Just Not Married, un manga seinen en miroir
Just Not Married est de cette catégorie de manga qui se lit d’une traite. Cette série terminée au Japon et composée de 5 tomes est un des piliers de la nouvelle collection LIFE de la maison d’édition KANA, qui entend traiter « la vie sous toutes ces facettes ». Plus mature qu’un shojo, qui s’adresse principalement aux jeunes filles, le seinen vise les jeunes adultes et en particulier les jeunes hommes.
Alors que Just Not Married aborde la question des relations amoureuses, la place du romantisme et de la sexualité dans un couple installé, le classer dans cette catégorie masculine relève d’un parti pris assez audacieux et démontre la volonté de ce titre de casser les codes genrés habituels. Les messages qui passent à travers le récit ne visent pas qu’un public féminin ; ils s’adressent aussi aux hommes qui veulent prendre en main leurs relations.

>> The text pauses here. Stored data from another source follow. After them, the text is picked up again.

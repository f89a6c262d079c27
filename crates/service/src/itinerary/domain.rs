use std::ops::Deref;

use serde::{Deserialize, Serialize};

/// A single-use directed flight leg.
#[derive(Debug, Clone, PartialEq, Eq, PartialOrd, Ord, Hash, Serialize, Deserialize)]
pub struct Ticket<N> {
    pub origin: N,
    pub destination: N,
}

impl<N> Ticket<N> {
    pub fn new(origin: N, destination: N) -> Self {
        Self { origin, destination }
    }
}

impl<N> From<(N, N)> for Ticket<N> {
    fn from((origin, destination): (N, N)) -> Self {
        Self { origin, destination }
    }
}

impl<N> From<[N; 2]> for Ticket<N> {
    fn from([origin, destination]: [N; 2]) -> Self {
        Self { origin, destination }
    }
}

/// Ordered list of visited nodes, starting at the requested start node.
///
/// Serializes as a plain JSON array.
#[derive(Debug, Clone, PartialEq, Eq, PartialOrd, Ord, Serialize, Deserialize)]
#[serde(transparent)]
pub struct Itinerary<N>(Vec<N>);

impl<N> Itinerary<N> {
    pub fn start(&self) -> Option<&N> {
        self.0.first()
    }

    /// Consecutive `(from, to)` pairs, one per consumed ticket.
    pub fn legs(&self) -> impl Iterator<Item = (&N, &N)> + '_ {
        self.0.windows(2).filter_map(|w| match w {
            [from, to] => Some((from, to)),
            _ => None,
        })
    }

    /// Whether the itinerary consumed `ticket_count` tickets.
    pub fn covers(&self, ticket_count: usize) -> bool {
        self.0.len() == ticket_count.saturating_add(1)
    }

    pub fn into_vec(self) -> Vec<N> {
        self.0
    }
}

impl<N> From<Vec<N>> for Itinerary<N> {
    fn from(nodes: Vec<N>) -> Self {
        Self(nodes)
    }
}

impl<N> Deref for Itinerary<N> {
    type Target = [N];

    fn deref(&self) -> &[N] {
        &self.0
    }
}
pub mod types;
pub mod utils;
//! Property-based tests for itinerary reconstruction using proptest.
//!
//! Inputs are generated as random walks over a small alphabet, then shuffled,
//! so every case has a route from the walk's first node that uses every
//! ticket. Properties verified:
//! - Cardinality and start anchoring
//! - Every ticket used exactly once
//! - Ticket order does not affect the result
//! - Result is the smallest of all complete routes (brute force)
//! - Arbitrary input never panics and stays anchored
//! - Formatting twice gives back the input

use proptest::prelude::*;
use service::itinerary::feasibility::check_balance;
use service::itinerary::format::format;
use service::itinerary::{compute_itinerary, Ticket};

const NODES: [&str; 4] = ["ATL", "JFK", "SFO", "SJC"];

fn node() -> impl Strategy<Value = String> {
    (0..NODES.len()).prop_map(|i| NODES[i].to_string())
}

/// (start, shuffled tickets, same tickets in walk order)
fn walk() -> impl Strategy<Value = (String, Vec<Ticket<String>>, Vec<Ticket<String>>)> {
    (node(), prop::collection::vec(node(), 0..8)).prop_flat_map(|(start, steps)| {
        let mut stops = vec![start.clone()];
        stops.extend(steps);
        let tickets: Vec<Ticket<String>> = stops
            .windows(2)
            .map(|w| Ticket::new(w[0].clone(), w[1].clone()))
            .collect();
        (Just(start), Just(tickets.clone()).prop_shuffle(), Just(tickets))
    })
}

fn sorted_legs(route: &[String]) -> Vec<(String, String)> {
    let mut legs: Vec<_> = route.windows(2).map(|w| (w[0].clone(), w[1].clone())).collect();
    legs.sort();
    legs
}

fn sorted_tickets(tickets: &[Ticket<String>]) -> Vec<(String, String)> {
    let mut pairs: Vec<_> = tickets.iter().map(|t| (t.origin.clone(), t.destination.clone())).collect();
    pairs.sort();
    pairs
}

/// Smallest complete route by exhaustive search.
fn brute_force(tickets: &[Ticket<String>], start: &str) -> Option<Vec<String>> {
    fn extend(
        tickets: &[Ticket<String>],
        used: &mut Vec<bool>,
        route: &mut Vec<String>,
        best: &mut Option<Vec<String>>,
    ) {
        if route.len() == tickets.len() + 1 {
            if best.as_ref().map_or(true, |b| route.as_slice() < b.as_slice()) {
                *best = Some(route.clone());
            }
            return;
        }
        let here = route[route.len() - 1].clone();
        for i in 0..tickets.len() {
            if !used[i] && tickets[i].origin == here {
                used[i] = true;
                route.push(tickets[i].destination.clone());
                extend(tickets, used, route, best);
                route.pop();
                used[i] = false;
            }
        }
    }

    let mut best = None;
    extend(tickets, &mut vec![false; tickets.len()], &mut vec![start.to_string()], &mut best);
    best
}

proptest! {
    #[test]
    fn prop_uses_every_ticket_once((start, tickets, _) in walk()) {
        let route = compute_itinerary(&tickets, start.clone());
        prop_assert_eq!(route.len(), tickets.len() + 1);
        prop_assert_eq!(route.start(), Some(&start));
        prop_assert_eq!(sorted_legs(&route), sorted_tickets(&tickets));
    }

    #[test]
    fn prop_ticket_order_is_irrelevant((start, shuffled, ordered) in walk()) {
        let a = compute_itinerary(&shuffled, start.clone());
        let b = compute_itinerary(&ordered, start);
        prop_assert_eq!(a, b);
    }

    #[test]
    fn prop_lexicographically_smallest((start, tickets, _) in walk()) {
        let route = compute_itinerary(&tickets, start.clone());
        let best = brute_force(&tickets, &start);
        prop_assert_eq!(Some(route.into_vec()), best);
    }

    #[test]
    fn prop_walks_pass_balance_check((start, tickets, _) in walk()) {
        prop_assert!(check_balance(&tickets, &start).is_ok());
    }

    #[test]
    fn prop_arbitrary_input_terminates_anchored(
        start in node(),
        pairs in prop::collection::vec((node(), node()), 0..12),
    ) {
        let tickets: Vec<Ticket<String>> = pairs.into_iter().map(Ticket::from).collect();
        let route = compute_itinerary(&tickets, start.clone());
        prop_assert_eq!(route.start(), Some(&start));
        prop_assert!(route.len() <= tickets.len() + 1);
    }

    #[test]
    fn prop_format_twice_is_identity(stops in prop::collection::vec(any::<String>(), 0..32)) {
        let once = format(stops.clone());
        prop_assert_eq!(once.first(), stops.last());
        prop_assert_eq!(format(once.into_vec()).into_vec(), stops);
    }
}
use super::domain::Itinerary;

/// Turn a post-order buffer into a forward-time itinerary.
pub fn format<N>(mut post_order: Vec<N>) -> Itinerary<N> {
    post_order.reverse();
    Itinerary::from(post_order)
}
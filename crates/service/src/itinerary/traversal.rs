//! Edge-consuming depth-first walk (Hierholzer).
//!
//! Each step looks at the node on top of the stack: if it still has unused
//! edges, the smallest one is removed and its destination pushed; otherwise the
//! node is finished and moves to the output buffer. Dead-end branches are
//! therefore emitted before the route that leads into them, and reversing the
//! buffer splices them back in at the right place.
//!
//! The walk uses an explicit stack so depth is bounded by heap, not by the
//! thread's call stack.

use super::adjacency::AdjacencyTable;

/// Walk from `start`, consuming edges from `table`, and return nodes in
/// post-order. The table is left holding only edges unreachable from `start`.
pub fn traverse<N: Ord + Clone>(table: &mut AdjacencyTable<N>, start: N) -> Vec<N> {
    let mut post_order = Vec::with_capacity(table.edge_count().saturating_add(1));
    let mut stack = vec![start];

    while let Some(node) = stack.last() {
        match table.pop_smallest(node) {
            Some(next) => stack.push(next),
            None => {
                if let Some(done) = stack.pop() {
                    post_order.push(done);
                }
            }
        }
    }

    post_order
}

Ritsuko et Non-Chan se fréquentent depuis dix ans et vivent ensemble depuis huit ans. Le couple, proche de la trentaine, a une relation qui dépasse celle de simples « petits amis » sans pour autant avoir franchi le pas du mariage. Kinoko Higurashi nous décrit le quotidien du couple et ses petits aléas, en alternant entre le point de vue de Ritsuko et celui de Non-Chan.
Tomes 1 & 2 disponibles en librairie ou sur le site KANA Lire gratuitement les deux premiers chapitres
Si le genre « tranche de vie » est assez commun dans l’univers du manga, Just Not Married sort des carcans habituels en prenant le parti de présenter chacune des situations vécues par les protagonistes en alternant leurs points de vue. Ce jeu de mise en miroir, assez commun dans les œuvres culturelles, l’est moins dans l’univers du manga car il demande un travail considérable à la mangaka qui, au fil des deux récits, doit tout de même faire avancer son histoire.

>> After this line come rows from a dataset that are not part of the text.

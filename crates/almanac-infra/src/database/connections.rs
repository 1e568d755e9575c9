use std::time::Duration;

#[cfg(feature = "postgres")]
use sea_orm::{ConnectOptions, Database, DbConn, DbErr};

/// Configuration for the database.
#[derive(Debug, Clone)]
pub struct DatabaseConfig {
    pub url: String,
    pub max_connections: u32,
    pub min_connections: u32,
    pub connect_timeout: Duration,
}

/// Connection pool shared by every repository.
///
/// # Example
/// ```ignore
/// let db = DatabaseConnections::init(&config).await?;
/// let users = PostgresUserRepository::new(db.main.clone());
/// ```
#[cfg(feature = "postgres")]
pub struct DatabaseConnections {
    pub main: DbConn,
}

#[cfg(feature = "postgres")]
impl DatabaseConnections {
    /// Open the connection pool described by `config`.
    pub async fn init(config: &DatabaseConfig) -> Result<Self, DbErr> {
        tracing::info!("Initializing database connections...");

        let opts = ConnectOptions::new(&config.url)
            .max_connections(config.max_connections)
            .min_connections(config.min_connections)
            .connect_timeout(config.connect_timeout)
            .idle_timeout(Duration::from_secs(300))
            .sqlx_logging(true)
            .to_owned();

        let main = Database::connect(opts).await?;
        tracing::info!(
            "Database connected (pool: {})",
            config.max_connections
        );

        Ok(Self { main })
    }

    /// Round-trip to the database, used by the health check.
    pub async fn ping(&self) -> Result<(), DbErr> {
        self.main.ping().await
    }
}
//! Rate limiting port.

use async_trait::async_trait;
use std::time::Duration;

/// Rate limiter trait - abstraction over rate limiting backends.
#[async_trait]
pub trait RateLimiter: Send + Sync {
    /// Check if a request is allowed and update the counter.
    async fn check(&self, key: &str) -> Result<RateLimitResult, RateLimitError>;
}

/// Result of a rate limit check.
#[derive(Debug, Clone)]
pub struct RateLimitResult {
    pub allowed: bool,
    pub remaining: u32,
    pub reset_after: Duration,
}

/// Rate limit errors.
#[derive(Debug, thiserror::Error)]
pub enum RateLimitError {
    #[error("Backend error: {0}")]
    Backend(String),
}
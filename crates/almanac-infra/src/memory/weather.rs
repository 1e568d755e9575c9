use async_trait::async_trait;
use chrono::{DateTime, Utc};
use tokio::sync::RwLock;

use almanac_core::domain::{NewWeather, Weather};
use almanac_core::error::RepoError;
use almanac_core::ports::{BaseRepository, WeatherRepository};

use super::Table;

/// In-memory weather readings cache.
pub struct InMemoryWeatherRepository {
    store: RwLock<Table<Weather>>,
}

impl InMemoryWeatherRepository {
    pub fn new() -> Self {
        Self {
            store: RwLock::new(Table::new()),
        }
    }

    /// Number of cached readings.
    pub async fn count(&self) -> usize {
        self.store.read().await.rows.len()
    }
}

impl Default for InMemoryWeatherRepository {
    fn default() -> Self {
        Self::new()
    }
}

#[async_trait]
impl BaseRepository<Weather, i32> for InMemoryWeatherRepository {
    async fn find_by_id(&self, id: i32) -> Result<Option<Weather>, RepoError> {
        let store = self.store.read().await;
        Ok(store.rows.get(&id).cloned())
    }

    async fn save(&self, reading: Weather) -> Result<Weather, RepoError> {
        let mut store = self.store.write().await;
        let row = store.rows.get_mut(&reading.id).ok_or(RepoError::NotFound)?;
        *row = reading.clone();
        Ok(reading)
    }

    async fn delete(&self, id: i32) -> Result<(), RepoError> {
        let mut store = self.store.write().await;
        store.rows.remove(&id).map(|_| ()).ok_or(RepoError::NotFound)
    }
}

#[async_trait]
impl WeatherRepository for InMemoryWeatherRepository {
    async fn latest_for_geo(&self, geo_id: i32) -> Result<Option<Weather>, RepoError> {
        let store = self.store.read().await;
        Ok(store
            .rows
            .values()
            .filter(|w| w.geo_id == geo_id)
            .max_by_key(|w| w.date)
            .cloned())
    }

    async fn create(&self, reading: NewWeather) -> Result<Weather, RepoError> {
        let mut store = self.store.write().await;
        Ok(store.insert_with(|id| Weather {
            id,
            geo_id: reading.geo_id,
            date: reading.date,
            description: reading.description,
        }))
    }

    async fn delete_older_than(&self, cutoff: DateTime<Utc>) -> Result<u64, RepoError> {
        let mut store = self.store.write().await;
        let before = store.rows.len();
        store.rows.retain(|_, w| w.date >= cutoff);
        Ok((before - store.rows.len()) as u64)
    }
}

Ce format de récit polyphonique a peut-être inspiré le manga Destins parallèles, sorti en 2015 au Japon, et qui use de la même mécanique narrative.
Dans le tome 1, la mangaka raconte son rendez-vous avec son éditeur :
« J’ai proposé à mon responsable d’édition un manga sur le thème de la cohabitation.
– Qui va être le personnage principal ? L’homme ? La femme ?
Sans vraiment y réfléchir, j’ai répondu…
– Hhm… Ça serait intéressant d’alterner selon les circonstances…
Emportée par mon élan, j’ai ajouté…
– On peut même envisager quelques chapitres qui présentent les deux points de vue. Ça peut être sympa… – La parole de trop !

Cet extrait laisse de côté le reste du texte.